The family romance is as old as the English-language novel itself — indeed is ontologically inseparable from it. But the family as microcosm or micro-history has become Franzen’s particular subject, as it is no one else’s today … Franzen grasps that the central paradox of modern American liberalism inheres not in its doctrines but in the unstated presumptions that govern its daily habits. Liberals, no less than conservatives — and for that matter revolutionaries and reactionaries; in other words, all of us — believe some modes of existence are superior to others. But only the liberal, committed to a vision of harmonious communal pluralism, is unsettled by this truth … Like all great novels, Freedom does not just tell an engrossing story. It illuminates, through the steady radiance of its author’s profound moral intelligence, the world we thought we knew.

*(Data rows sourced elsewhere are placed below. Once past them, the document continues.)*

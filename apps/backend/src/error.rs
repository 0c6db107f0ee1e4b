//! Error handling for the backend API

use axum::{
    http::StatusCode,
    response::{IntoResponse, Response},
    Json,
};
use serde::Serialize;
use thiserror::Error;
use vocab_core::{QuizError, WordStoreError};

/// API error types
#[derive(Debug, Error)]
pub enum ApiError {
    #[error("Word store error: {0}")]
    WordStore(#[from] WordStoreError),

    #[error("Quiz error: {0}")]
    Quiz(#[from] QuizError),

    #[error("Not found: {0}")]
    NotFound(String),

    #[error("Bad request: {0}")]
    BadRequest(String),

    #[error("Internal error: {0}")]
    Internal(String),
}

/// Error response body
#[derive(Serialize)]
struct ErrorResponse {
    error: String,
    message: String,
}

impl IntoResponse for ApiError {
    fn into_response(self) -> Response {
        let (status, error_type) = match &self {
            ApiError::NotFound(_) => (StatusCode::NOT_FOUND, "not_found"),
            ApiError::BadRequest(_) => (StatusCode::BAD_REQUEST, "bad_request"),
            ApiError::Quiz(_) => (StatusCode::UNPROCESSABLE_ENTITY, "quiz_error"),
            ApiError::WordStore(_) => (StatusCode::INTERNAL_SERVER_ERROR, "word_store_error"),
            ApiError::Internal(_) => (StatusCode::INTERNAL_SERVER_ERROR, "internal_error"),
        };

        if status.is_server_error() {
            tracing::error!(error = %self, "request failed");
        }

        let body = Json(ErrorResponse {
            error: error_type.to_string(),
            message: self.to_string(),
        });

        (status, body).into_response()
    }
}

/// Result type alias for API operations
pub type Result<T> = std::result::Result<T, ApiError>;
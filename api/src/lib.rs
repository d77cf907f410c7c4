pub mod error;
pub mod mcp;
pub mod routes;
pub mod state;
pub mod telemetry;

use axum::Router;
use std::sync::Arc;
use tower_http::cors::CorsLayer;
use tower_http::trace::TraceLayer;

pub use state::{AppState, Dataset};

/// Data routes plus the `/mcp` tool endpoint.
pub fn app(state: Arc<AppState>) -> Router {
    Router::new()
        .merge(routes::routes())
        .merge(mcp::routes())
        .layer(TraceLayer::new_for_http())
        .layer(CorsLayer::permissive())
        .with_state(state)
}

Mr. Franzen delves further into the state of mind of his creations, developing them into fully imagined human beings — not Nietzschean stereotypes easily divided into categories of ‘hard’ (shameless, ambitious brutes) or ‘soft’ (pathetic, sniveling doormats); not bitter patsies fueled by ancient grudges, but confused, searching people capable of change and perhaps even transcendence … Writing in prose that is at once visceral and lapidary, Mr. Franzen shows us how his characters strive to navigate a world of technological gadgetry and ever-shifting mores, how they struggle to balance the equation between their expectations of life and dull reality, their political ideals and mercenary personal urges.
Franzen remains superb at rendering the psychological texture of everyday experience: the gyrations of the soul, the power struggles of domestic life, the chess moves of romantic behavior. But if the terrain, and the mind that maps it, are recognizably those of the earlier novel, the contours are different … The novel is named for our nation’s highest value and is everywhere a criticism of it. The desire for freedom, in Franzen’s view, is nothing other than an adolescent urge for irresponsibility and unconnectedness. The novel is full of people whose freedom not only makes them miserable, it makes everyone around them miserable, too.